**Work request**
Check every line of the material for the word "preceding". Copy those that have it.

**Task data**
- Opening Delimiter -

//! Passback violation detection
//!
//! Each (client, area) lane of the window is scanned in chronological order,
//! extended by one recorded event on either side of the window when
//! look-around is enabled:
//!
//! - **double-entry**: an entry immediately followed by another entry
//! - **orphan-exit**: an exit whose immediate predecessor is not an entry
//!
//! Only anomalies whose offending event lies inside the window are reported,
//! except that an in-window entry followed by a look-ahead entry is reported
//! against the look-ahead event.

use std::collections::BTreeSet;
use tracing::{debug, info};

use super::EngineResult;
use crate::events::{Event, EventQuery, Timeline, ViolationRecord};
use crate::store::UnitOfWork;
use crate::types::{ClientId, TimeRange, ViolationKind};

/// Finds passback anomalies in a time window
#[derive(Debug, Clone, Copy)]
pub struct ViolationDetector {
    look_behind: bool,
    look_ahead: bool,
}

impl Default for ViolationDetector {
    fn default() -> Self {
        Self { look_behind: true, look_ahead: true }
    }
}

impl ViolationDetector {
    /// Create a detector with the given look-around
    pub fn new(look_behind: bool, look_ahead: bool) -> Self {
        Self { look_behind, look_ahead }
    }

    /// Every violation in `range`, ordered by offending event
    pub fn violations(&self, unit: &dyn UnitOfWork, range: &TimeRange) -> EngineResult<Vec<ViolationRecord>> {
        let timeline = Timeline::from_events(unit.events(&EventQuery::new(*range))?);

        let mut records = Vec::new();
        for (lane, window) in timeline.lanes() {
            let before = if self.look_behind {
                unit.last_event_before(*lane, range.start.lower_bound())?
            } else {
                None
            };
            let after =
                if self.look_ahead { unit.first_event_after(*lane, &range.end)? } else { None };
            records.extend(scan_lane(before.as_ref(), window, after.as_ref()));
        }
        records.sort_by(|a, b| Event::chronological(&a.offending, &b.offending));

        debug!(range = %range, lanes = timeline.lane_count(), "Scanned lanes for passback");
        if !records.is_empty() {
            info!(range = %range, violations = records.len(), "Detected passback violations");
        }
        Ok(records)
    }

    /// Clients with at least one violation in `range`
    pub fn find_passback_violations(
        &self,
        unit: &dyn UnitOfWork,
        range: &TimeRange,
    ) -> EngineResult<BTreeSet<ClientId>> {
        Ok(self.violations(unit, range)?.into_iter().map(|record| record.client_id).collect())
    }
}

/// Scan one lane's window, with optional neighbours outside it
pub fn scan_lane(before: Option<&Event>, window: &[Event], after: Option<&Event>) -> Vec<ViolationRecord> {
    let mut records = Vec::new();
    let mut predecessor = before;

    for event in window {
        let entered = predecessor.is_some_and(Event::is_entry);
        if event.is_entry() && entered {
            records.push(record(ViolationKind::DoubleEntry, predecessor, event));
        } else if event.is_exit() && !entered {
            records.push(record(ViolationKind::OrphanExit, predecessor, event));
        }
        predecessor = Some(event);
    }

    if let (Some(last), Some(next)) = (window.last(), after) {
        if last.is_entry() && next.is_entry() {
            records.push(record(ViolationKind::DoubleEntry, Some(last), next));
        }
    }

    records
}

fn record(kind: ViolationKind, preceding: Option<&Event>, offending: &Event) -> ViolationRecord {
    ViolationRecord {
        client_id: offending.client_id,
        area_id: offending.area_id,
        kind,
        preceding: preceding.cloned(),
        offending: offending.clone(),
    }
}

#[cfg(test)]
mod tests {
    use super::*;
    use crate::store::{DataAccess, InMemoryStore};
    use crate::types::{AreaId, Cutoff, Direction, EventId};
    use chrono::{DateTime, TimeZone, Utc};

    fn at(hour: u32, minute: u32) -> DateTime<Utc> {
        Utc.with_ymd_and_hms(2024, 1, 1, hour, minute, 0).unwrap()
    }

    fn lane(directions: &[Direction]) -> Vec<Event> {
        directions
            .iter()
            .enumerate()
            .map(|(i, direction)| {
                Event::new(EventId(i as i64 + 1), ClientId(42), AreaId(1), *direction, at(9, i as u32))
            })
            .collect()
    }

    fn kinds(records: &[ViolationRecord]) -> Vec<ViolationKind> {
        records.iter().map(|r| r.kind).collect()
    }

    #[test]
    fn test_double_entry() {
        use Direction::*;
        let records = scan_lane(None, &lane(&[In, In]), None);
        assert_eq!(kinds(&records), vec![ViolationKind::DoubleEntry]);
        assert_eq!(records[0].offending.id, EventId(2));
        assert_eq!(records[0].preceding.as_ref().map(|e| e.id), Some(EventId(1)));
    }

    #[test]
    fn test_clean_sequence_has_no_violations() {
        use Direction::*;
        assert!(scan_lane(None, &lane(&[In, Out, In, Out]), None).is_empty());
    }

    #[test]
    fn test_orphan_exits() {
        use Direction::*;
        let records = scan_lane(None, &lane(&[Out, In, Out, Out]), None);
        assert_eq!(kinds(&records), vec![ViolationKind::OrphanExit, ViolationKind::OrphanExit]);
        assert!(records[0].preceding.is_none());
        assert_eq!(records[1].offending.id, EventId(4));
    }

    #[test]
    fn test_look_behind_resolves_leading_exit() {
        use Direction::*;
        let history = lane(&[In, Out]);
        let records = scan_lane(Some(&history[0]), &history[1..], None);
        assert!(records.is_empty());
    }

    #[test]
    fn test_look_ahead_reports_trailing_entry() {
        use Direction::*;
        let history = lane(&[In, In]);
        let records = scan_lane(None, &history[..1], Some(&history[1]));
        assert_eq!(kinds(&records), vec![ViolationKind::DoubleEntry]);
        assert_eq!(records[0].offending.id, EventId(2));
    }

    fn store() -> InMemoryStore {
        let store = InMemoryStore::new();
        let area = store.add_area("Bay 1", None);
        // Entry the evening before, exit in the morning
        store.record_event(ClientId(42), area, Direction::In, at(0, 0) - chrono::Duration::hours(3));
        store.record_event(ClientId(42), area, Direction::Out, at(8, 0));
        store.record_event(ClientId(7), area, Direction::In, at(9, 0));
        store.record_event(ClientId(7), area, Direction::In, at(9, 1));
        store
    }

    #[test]
    fn test_window_with_look_around() {
        let store = store();
        let unit = store.start().unwrap();
        let day = at(0, 0).date_naive();
        let range = TimeRange::new(day, day);

        let clients = ViolationDetector::default().find_passback_violations(unit.as_ref(), &range).unwrap();
        assert_eq!(clients.into_iter().collect::<Vec<_>>(), vec![ClientId(7)]);
    }

    #[test]
    fn test_strict_window_flags_leading_exit() {
        let store = store();
        let unit = store.start().unwrap();
        let day = at(0, 0).date_naive();
        let range = TimeRange::new(day, day);

        let records = ViolationDetector::new(false, false).violations(unit.as_ref(), &range).unwrap();
        assert_eq!(records.len(), 2);
        assert_eq!(records[0].kind, ViolationKind::OrphanExit);
        assert_eq!(records[0].client_id, ClientId(42));
        assert_eq!(records[1].kind, ViolationKind::DoubleEntry);
    }

    #[test]
    fn test_look_ahead_beyond_window() {
        let store = InMemoryStore::new();
        let area = store.add_area("Bay 1", None);
        store.record_event(ClientId(42), area, Direction::In, at(9, 0));
        store.record_event(ClientId(42), area, Direction::In, at(11, 0));
        let unit = store.start().unwrap();

        let range = TimeRange::new(at(8, 0), Cutoff::At(at(10, 0)));
        let records = ViolationDetector::default().violations(unit.as_ref(), &range).unwrap();
        assert_eq!(records.len(), 1);
        assert_eq!(records[0].offending.id, EventId(2));

        let strict = ViolationDetector::new(true, false).violations(unit.as_ref(), &range).unwrap();
        assert!(strict.is_empty());
    }
}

- Closing Delimiter -

**Output for this exercise**
fn record(kind: ViolationKind, preceding: Option<&Event>, offending: &Event) -> ViolationRecord {
        preceding: preceding.cloned(),
        assert_eq!(records[0].preceding.as_ref().map(|e| e.id), Some(EventId(1)));
        assert!(records[0].preceding.is_none());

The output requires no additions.